If you’re looking for realism, Mark Greaney’s The Gray Man series is probably not for you. If you’re looking for pulse-pounding action entertainment, you could hardly do better.
Years ago, Eddie Gamboa went far beyond the second mile in Southeast Asia, to save the life of CIA operative Court Gentry. Later on, Eddie returned to his native Mexico, where he became a drug enforcement officer, one of the few honest ones trying to stop the cartels. Not surprisingly, that got him killed, along with most of his team.
As Ballistic begins, Court, now “The Gray Man,” international assassin without a country, is passing through Mexico, on the run after a pretty hairy mission. He stops by Eddie’s grave to pay his respects, and accidentally meets his widow.
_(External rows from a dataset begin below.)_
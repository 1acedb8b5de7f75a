//! Per-component attribute encoding of small fixed-size vectors.
//!
//! A vector node carries one attribute per component. Coordinates use
//! `x/y/z/w`; colors use `r/g/b/a` and are written as truncated integers.

use glam::{
    DQuat, DVec2, DVec3, DVec4, I64Vec2, I64Vec3, I64Vec4, IVec2, IVec3, IVec4, Quat, U64Vec2,
    U64Vec3, U64Vec4, UVec2, UVec3, UVec4, Vec2, Vec3, Vec4,
};

use super::primitive::{Primitive, Scalar};
use crate::constants::{COLOR_ATTRIBUTES, VECTOR_ATTRIBUTES};
use crate::document::{Document, NodeId};
use crate::error::{Result, SerializationError};

/// Indexed access to the components of a 2 to 4 element vector.
pub trait VectorComponents: Copy + PartialEq {
    type Scalar: Scalar;

    /// Number of components, between 2 and 4.
    const LEN: usize;

    fn component(&self, index: usize) -> Self::Scalar;

    fn set_component(&mut self, index: usize, value: Self::Scalar);
}

macro_rules! vector_components {
    ($($vec:ty => $scalar:ty, $len:literal;)*) => {
        $(
            impl VectorComponents for $vec {
                type Scalar = $scalar;
                const LEN: usize = $len;

                #[inline]
                fn component(&self, index: usize) -> $scalar {
                    self.to_array()[index]
                }

                #[inline]
                fn set_component(&mut self, index: usize, value: $scalar) {
                    let mut components = self.to_array();
                    components[index] = value;
                    *self = <$vec>::from_array(components);
                }
            }
        )*
    };
}

vector_components! {
    Vec2 => f32, 2;
    Vec3 => f32, 3;
    Vec4 => f32, 4;
    DVec2 => f64, 2;
    DVec3 => f64, 3;
    DVec4 => f64, 4;
    IVec2 => i32, 2;
    IVec3 => i32, 3;
    IVec4 => i32, 4;
    UVec2 => u32, 2;
    UVec3 => u32, 3;
    UVec4 => u32, 4;
    I64Vec2 => i64, 2;
    I64Vec3 => i64, 3;
    I64Vec4 => i64, 4;
    U64Vec2 => u64, 2;
    U64Vec3 => u64, 3;
    U64Vec4 => u64, 4;
    Quat => f32, 4;
    DQuat => f64, 4;
}

fn attribute_names(color: bool) -> &'static [&'static str; 4] {
    if color {
        &COLOR_ATTRIBUTES
    } else {
        &VECTOR_ATTRIBUTES
    }
}

/// Write the components of `vector` as attributes of `node`.
pub fn write_vector<V: VectorComponents>(
    document: &mut Document,
    node: NodeId,
    vector: &V,
    color: bool,
) {
    let names = attribute_names(color);
    for (index, name) in names.iter().enumerate().take(V::LEN) {
        let component = vector.component(index);
        let text = if color {
            component.truncated_text()
        } else {
            component.to_text()
        };
        document.set_attribute(node, name, text);
    }
}

/// Overwrite the components of `vector` present on `node`.
///
/// Components without an attribute keep their prior value. Returns whether
/// any component changed.
pub fn read_vector<V: VectorComponents>(
    document: &Document,
    node: NodeId,
    vector: &mut V,
    color: bool,
) -> Result<bool> {
    let names = attribute_names(color);
    let before = *vector;
    for (index, name) in names.iter().enumerate().take(V::LEN) {
        let Some(text) = document.attribute(node, name) else {
            continue;
        };
        let value = V::Scalar::from_text(text).ok_or_else(|| {
            SerializationError::invalid_value(
                format!("{}.{name}", document.name(node)),
                text,
                <V::Scalar as Primitive>::TYPE_NAME,
            )
        })?;
        vector.set_component(index, value);
    }
    Ok(*vector != before)
}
She insists he must come with her and the family to a memorial service in Puerto Vallarta the next day. But the service turns into a bloodbath when cartel gunmen start firing on the crowd. Court is able to save most of the family and get them away, but now he has two big problems – he has innocent people to protect with limited resources – and his picture was taken and published, meaning his many enemies around the world know where to find him.
The situation looks impossible, but impossible is what Court is good at.
I was about three-quarters of the way through Ballistic when I realized what it was. It’s A Fistful of Dollars.
Which is Yojimbo. Which is Dashiell Hammett’s Red Harvest.
The plot is a hardy perennial – and as far as I’m concerned, Ballistic is as effective a retelling as any.
This book has an interesting and somewhat strange subplot involving religion. Court is puzzled but attracted by the Catholic faith of his charges, especially that of Eddie’s beautiful sister. A very odd scene involves her explaining her faith to him in a very winsome way – but that testimony leads into to a sex scene, which was a little weird.
Nevertheless, I thought Ballistic worked very well. Cautions for language, violence, and mild sex.